▸ YOUR ASSIGNMENT:
Would you return, word for word, the lines of the data below from the line with "Create a permission" through the line with "permission to a role", and no others?

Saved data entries
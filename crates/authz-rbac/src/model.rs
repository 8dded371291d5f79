//! RBAC Data Model

use authz_common::{OrganizationId, PermissionId, RoleId, UserId};
use chrono::{DateTime, Utc};
use serde::{Deserialize, Serialize};
use uuid::Uuid;

/// Role scope
#[derive(Debug, Clone, Copy, PartialEq, Eq, Serialize, Deserialize)]
pub enum RoleKind {
    /// Process-wide role, not owned by any organization
    System,
    /// Role owned by a single organization
    Organization,
}

/// Named bundle of permissions
#[derive(Debug, Clone, Serialize, Deserialize)]
pub struct Role {
    /// Unique role id
    pub id: RoleId,
    /// Owning organization; `None` for system roles
    pub organization_id: Option<OrganizationId>,
    /// Name, unique within the owning organization (global for system roles)
    pub name: String,
    /// Display name
    pub display_name: String,
    /// Display description
    pub description: Option<String>,
    /// Role scope
    pub kind: RoleKind,
    /// Marks the role auto-provisioned at onboarding
    pub is_default: bool,
    /// Creation time
    pub created_at: DateTime<Utc>,
}

impl Role {
    /// Create an organization-scoped role
    pub fn new(
        organization_id: OrganizationId,
        name: impl Into<String>,
        display_name: impl Into<String>,
    ) -> Self {
        Self {
            id: Uuid::new_v4(),
            organization_id: Some(organization_id),
            name: name.into(),
            display_name: display_name.into(),
            description: None,
            kind: RoleKind::Organization,
            is_default: false,
            created_at: Utc::now(),
        }
    }

    /// Create a system-scoped role
    pub fn system(name: impl Into<String>, display_name: impl Into<String>) -> Self {
        Self {
            id: Uuid::new_v4(),
            organization_id: None,
            name: name.into(),
            display_name: display_name.into(),
            description: None,
            kind: RoleKind::System,
            is_default: false,
            created_at: Utc::now(),
        }
    }

    /// The "admin" role auto-provisioned when an organization onboards
    pub fn admin(organization_id: OrganizationId) -> Self {
        let mut role = Self::new(organization_id, "admin", "Administrator");
        role.is_default = true;
        role
    }
}

/// A `resource:action` capability in the global catalog
#[derive(Debug, Clone, Serialize, Deserialize)]
pub struct Permission {
    /// Unique permission id
    pub id: PermissionId,
    /// Resource half of the key, e.g. "projects"
    pub resource: String,
    /// Action half of the key, e.g. "read"
    pub action: String,
    /// Display description
    pub description: Option<String>,
}

impl Permission {
    /// Create a permission
    pub fn new(resource: impl Into<String>, action: impl Into<String>) -> Self {
        Self {
            id: Uuid::new_v4(),
            resource: resource.into(),
            action: action.into(),
            description: None,
        }
    }

    /// The `resource:action` string used in permission checks
    pub fn key(&self) -> String {
        format!("{}:{}", self.resource, self.action)
    }
}

/// Binding of a permission to a role
#[derive(Debug, Clone, Serialize, Deserialize)]
pub struct RolePermission {
    pub role_id: RoleId,
    pub permission_id: PermissionId,
}

/// Binding of a role to a user
#[derive(Debug, Clone, Serialize, Deserialize)]
pub struct UserRole {
    pub user_id: UserId,
    pub role_id: RoleId,
    /// Who granted the role, when known
    pub granted_by: Option<UserId>,
    pub granted_at: DateTime<Utc>,
}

▸ EXERCISE ANSWER:
    /// Create a permission
    pub fn new(resource: impl Into<String>, action: impl Into<String>) -> Self {
        Self {
            id: Uuid::new_v4(),
            resource: resource.into(),
            action: action.into(),
            description: None,
        }
    }

    /// The `resource:action` string used in permission checks
    pub fn key(&self) -> String {
        format!("{}:{}", self.resource, self.action)
    }
}

/// Binding of a permission to a role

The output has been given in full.